▶ What to work on: Of the entries below, return only those lines from the line with "repository 51d0a84bc2f4e8a3" to the line with "center <= 1.0", exactly, both included.

Dataset entries:
▶
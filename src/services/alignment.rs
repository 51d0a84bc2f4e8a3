//! Belt alignment classification and debouncing
//!
//! The classifier buckets the belt's lateral center position into five
//! zones. The debouncer only confirms a zone change after three consecutive
//! equal classifications, so single noisy profiles never raise an alert.

use crate::domain::types::AlignmentZone;
use tracing::{debug, info};

pub const WINDOW_LEN: usize = 3;

/// Center position of the belt, normalized so that ±1 marks the outer zones
#[inline]
pub fn center_position(right_align: f64, left_align: f64) -> f64 {
    (right_align + left_align) / 20.0
}

/// Map a center position to its zone; upper bounds are inclusive
pub fn zone_for_center(center: f64) -> AlignmentZone {
    if center <= -1.0 {
        AlignmentZone::FarLeft
    } else if center <= -0.5 {
        AlignmentZone::SlightLeft
    } else if center <= 0.5 {
        AlignmentZone::Centered
    } else if center <= 1.0 {
        AlignmentZone::SlightRight
    } else {
        AlignmentZone::FarRight
    }
}

pub fn classify(right_align: f64, left_align: f64) -> AlignmentZone {
    zone_for_center(center_position(right_align, left_align))
}

/// Fixed-capacity sliding window of the latest classifications
#[derive(Debug, Clone, Default, PartialEq)]
pub struct AlignmentWindow {
    slots: [Option<AlignmentZone>; WINDOW_LEN],
    len: usize,
}

impl AlignmentWindow {
    pub fn new() -> Self {
        Self::default()
    }

    /// Append a zone; once full, the oldest entry is shifted out
    pub fn push(&mut self, zone: AlignmentZone) {
        if self.len < WINDOW_LEN {
            self.slots[self.len] = Some(zone);
            self.len += 1;
        } else {
            self.slots.rotate_left(1);
            self.slots[WINDOW_LEN - 1] = Some(zone);
        }
    }

    /// The zone shared by every slot, if the window is full and unanimous
    pub fn unanimous(&self) -> Option<AlignmentZone> {
        if self.len < WINDOW_LEN {
            return None;
        }
        let first = self.slots[0]?;
        self.slots.iter().all(|slot| *slot == Some(first)).then_some(first)
    }

    pub fn clear(&mut self) {
        self.slots = [None; WINDOW_LEN];
        self.len = 0;
    }

    pub fn len(&self) -> usize {
        self.len
    }

    pub fn is_empty(&self) -> bool {
        self.len == 0
    }

    pub fn entries(&self) -> impl Iterator<Item = AlignmentZone> + '_ {
        self.slots[..self.len].iter().filter_map(|slot| *slot)
    }
}

/// A confirmed zone change
#[derive(Debug, Clone, Copy, PartialEq, Eq)]
pub struct ZoneTransition {
    pub from: AlignmentZone,
    pub to: AlignmentZone,
}

impl ZoneTransition {
    pub fn message(&self) -> &'static str {
        self.to.transition_message()
    }
}

/// Confirmed conveyor state plus the pending classification window
#[derive(Debug, Clone)]
pub struct AlignmentDebouncer {
    confirmed: AlignmentZone,
    window: AlignmentWindow,
}

impl AlignmentDebouncer {
    /// Start from a zone taken directly from the bootstrap reading
    pub fn new(initial: AlignmentZone) -> Self {
        Self { confirmed: initial, window: AlignmentWindow::new() }
    }

    pub fn confirmed(&self) -> AlignmentZone {
        self.confirmed
    }

    pub fn window(&self) -> &AlignmentWindow {
        &self.window
    }

    /// Classify the alignment and feed it to the window
    pub fn observe(&mut self, right_align: f64, left_align: f64) -> Option<ZoneTransition> {
        self.push(classify(right_align, left_align))
    }

    /// Feed one classification; returns the transition if it confirms one
    pub fn push(&mut self, zone: AlignmentZone) -> Option<ZoneTransition> {
        self.window.push(zone);

        match self.window.unanimous() {
            Some(agreed) if agreed != self.confirmed => {
                let transition = ZoneTransition { from: self.confirmed, to: agreed };
                self.confirmed = agreed;
                self.window.clear();
                info!(from = %transition.from, to = %transition.to, "alignment_transition_confirmed");
                Some(transition)
            }
            _ => {
                debug!(
                    zone = %zone,
                    confirmed = %self.confirmed,
                    pending = self.window.len(),
                    "alignment_observed"
                );
                None
            }
        }
    }
}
◀
▶ Exercise result:
repository 51d0a84bc2f4e8a3
//! Belt alignment classification and debouncing
//!
//! The classifier buckets the belt's lateral center position into five
//! zones. The debouncer only confirms a zone change after three consecutive
//! equal classifications, so single noisy profiles never raise an alert.

use crate::domain::types::AlignmentZone;
use tracing::{debug, info};

pub const WINDOW_LEN: usize = 3;

/// Center position of the belt, normalized so that ±1 marks the outer zones
#[inline]
pub fn center_position(right_align: f64, left_align: f64) -> f64 {
    (right_align + left_align) / 20.0
}

/// Map a center position to its zone; upper bounds are inclusive
pub fn zone_for_center(center: f64) -> AlignmentZone {
    if center <= -1.0 {
        AlignmentZone::FarLeft
    } else if center <= -0.5 {
        AlignmentZone::SlightLeft
    } else if center <= 0.5 {
        AlignmentZone::Centered
    } else if center <= 1.0 {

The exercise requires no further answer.